A mixture of saliva and mucus coughed up from the respiratory tract

A

Sputum (spYOO dem)

50
Q

Abnormal breathing pattern that involves long, gasping inhalations followed by brief, ineffective exhalations and apnea.

A

Apneustic (up NOO stik) breathing

51
Q

Rapid, deep breathing at a consistent pace. They are indicative of metabolic acidosis, or when the body accumulates too much acid. Occasionally described as air hunger.
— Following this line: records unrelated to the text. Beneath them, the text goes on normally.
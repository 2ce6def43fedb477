use chrono::{DateTime, Duration, Utc};
use std::sync::Arc;
use tracing::{debug, info};
use uuid::Uuid;

use shared_config::SchedulingConfig;
use shared_models::{Appointment, Slot, WeekSchedule};
use shared_store::{AppointmentQuery, AppointmentStore};

use crate::models::{AvailabilityCheck, SchedulingError};
use crate::services::conflict::ConflictDetector;
use crate::services::slots::SlotGenerator;

/// Composes the slot generator and the conflict detector to answer "is this
/// slot free?" and "what are the next N alternatives?".
pub struct AvailabilityService {
    store: Arc<dyn AppointmentStore>,
    schedule: WeekSchedule,
    slot_generator: SlotGenerator,
    conflict_detector: ConflictDetector,
    practitioner_id: Uuid,
    lookahead_days: i64,
}

impl AvailabilityService {
    pub fn new(
        store: Arc<dyn AppointmentStore>,
        schedule: WeekSchedule,
        practitioner_id: Uuid,
        config: &SchedulingConfig,
    ) -> Self {
        Self {
            store,
            schedule,
            slot_generator: SlotGenerator::new(config),
            conflict_detector: ConflictDetector::new(config),
            practitioner_id,
            lookahead_days: config.lookahead_days,
        }
    }

    pub fn practitioner_id(&self) -> Uuid {
        self.practitioner_id
    }

    pub fn conflict_detector(&self) -> &ConflictDetector {
        &self.conflict_detector
    }

    /// Is the exact interval starting at `start` bookable? Unavailability is
    /// an answer, never an error; `Err` only signals store or invariant
    /// failures.
    pub async fn check_availability(
        &self,
        start: DateTime<Utc>,
        duration_minutes: i64,
        patient_id: Option<Uuid>,
    ) -> Result<AvailabilityCheck, SchedulingError> {
        let date = start.date_naive();
        let hours = self.schedule.hours_for(date);
        let candidates =
            self.slot_generator
                .generate_slots(date, hours, duration_minutes, self.practitioner_id)?;

        let Some(slot) = candidates.iter().find(|slot| slot.start_time == start) else {
            let time = start.time();
            let within_hours = !hours.closed && time >= hours.open && time < hours.close;
            let reason = if within_hours {
                // Inside the working window but not a generated slot: off the
                // booking grid, in a break, or too close to closing.
                "requested time doesn't fall on an open appointment slot"
            } else {
                "requested time is outside working hours"
            };
            debug!("Requested time {} unavailable: {}", start, reason);
            return Ok(AvailabilityCheck::unavailable(reason));
        };

        let existing = self
            .appointments_around(slot.start_time, slot.end_time, patient_id)
            .await?;
        let report = self.conflict_detector.detect(
            self.practitioner_id,
            patient_id.unwrap_or_else(Uuid::nil),
            slot.start_time,
            slot.end_time,
            &existing,
            None,
        );

        if let Some(conflict) = report.conflicts.first() {
            return Ok(AvailabilityCheck::unavailable(conflict.reason.clone()));
        }
        Ok(AvailabilityCheck::available())
    }

    /// Up to `count` future slots, scanning forward day by day within the
    /// bounded lookahead window. Chronological, earliest first; an empty list
    /// means "escalate to a human", not an error.
    pub async fn find_next_available_slots(
        &self,
        from: DateTime<Utc>,
        duration_minutes: i64,
        count: usize,
    ) -> Result<Vec<Slot>, SchedulingError> {
        let mut results = Vec::new();
        if count == 0 {
            return Ok(results);
        }

        for day_offset in 0..=self.lookahead_days {
            let date = (from + Duration::days(day_offset)).date_naive();
            let hours = self.schedule.hours_for(date);
            if hours.closed {
                continue;
            }

            let candidates = self.slot_generator.generate_slots(
                date,
                hours,
                duration_minutes,
                self.practitioner_id,
            )?;
            if candidates.is_empty() {
                continue;
            }

            let day_start = candidates[0].start_time;
            let day_end = candidates[candidates.len() - 1].end_time;
            let existing = self.appointments_around(day_start, day_end, None).await?;

            for slot in candidates {
                if slot.start_time < from {
                    continue;
                }
                let report = self.conflict_detector.detect(
                    self.practitioner_id,
                    Uuid::nil(),
                    slot.start_time,
                    slot.end_time,
                    &existing,
                    None,
                );
                if report.is_bookable() {
                    results.push(slot);
                    if results.len() == count {
                        info!(
                            "Found {} available slot(s) from {}",
                            results.len(),
                            from
                        );
                        return Ok(results);
                    }
                }
            }
        }

        info!(
            "Found {} available slot(s) within {} day lookahead from {}",
            results.len(),
            self.lookahead_days,
            from
        );
        Ok(results)
    }

    /// Snapshot of appointments near the candidate interval, wide enough to
    /// cover buffered overlap on both sides, for both the practitioner and
    /// (when known) the patient.
    async fn appointments_around(
        &self,
        start: DateTime<Utc>,
        end: DateTime<Utc>,
        patient_id: Option<Uuid>,
    ) -> Result<Vec<Appointment>, SchedulingError> {
        let window_start = start - Duration::hours(4);
        let window_end = end + Duration::hours(4);

        let mut existing = self
            .store
            .find(
                &AppointmentQuery::active_for_practitioner(self.practitioner_id)
                    .between(window_start, window_end),
            )
            .await?;

        if let Some(patient_id) = patient_id {
            let patient_appointments = self
                .store
                .find(&AppointmentQuery::active_for_patient(patient_id).between(window_start, window_end))
                .await?;
            for appointment in patient_appointments {
                if !existing.iter().any(|known| known.id == appointment.id) {
                    existing.push(appointment);
                }
            }
        }
        Ok(existing)
    }
}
Elevated capnography

A

Kussmaul (koos mal) respirations

52
Q

Cannot speak fluently due to lack of ox

A

Conversational dyspnea

53
Q

Body fat

A

Adipose tissue

54
Q

The only bone in humans that does not articulate with any other bone

A

Hyoid bone

55
Q

The nerve that connects to diaphragm

A

Phrenic nerve

56
Q

During intubation, the tube may get stuck on them

A

Arytenoid (a RI te noid) cartilages

57
Q

Impacted by edema

A

Edematous (e DE ma tes)

58
Q

Lifts the epiglotis

A

HYOEPIGLOTTIC (HAyo epiglotic) LIGAMENT

59
Q

External larynx anatomy (top to bottom)

A
  1. Hyoid bone,
  2. Thyrohyoid membrane,
  3. Thyroid cartilage,
  4. Cricothyroid membrane,
  5. Cricoid cartilage,
  6. Cricotracheal ligament
60
Q

The main areas in the brain impacting breathing/respiratory drive

A

Pons and Medulla

61
Q

Sudden increase in epi and norepinephrine in blood

A

High adrenergic state

62
Q

Diminished responsiveness to stimuli

A

Obtunded (ob tan ded)

63
Q

A sudden dip in the waveform during phase III. Happens in RSI intubation indicating neuromuscular blockade is wearing off and the patient is making an effort to breathe on their own

A

Curare (koo RA ri) cleft

64
Q

Ox goes into the alveoli and to the blood without any breathing

A

Apneic (up NEE yek) oxygenation

65
Q

The emergency procedure for inserting an aiway surgically through the larynx

A

Cricothyroidotomy (Crico-thyroi-dotomy)

66
Q

Intubation without a video device

A

DL - Direct Laryngoscopy

67
Q

Removal of intubation tube

A

Extubation

68
Q

Putting air in the stomach/gastric tract when pushing air into patient

A

Gastric insufflation

69
Q

Total lung capacity

A

The maximum amount of air lungs can hold (total lung capacity) is about 6 liters. Lungs mature by age 20-25 and start declining after age 35.

70
Q

Chemoreceptors and speed of breathing

A
  • Central chemorecptors monitor CO2 and increase breathing when its high.
  • Peripheral chemoreceptors monitor O2 and speed breathing when its low.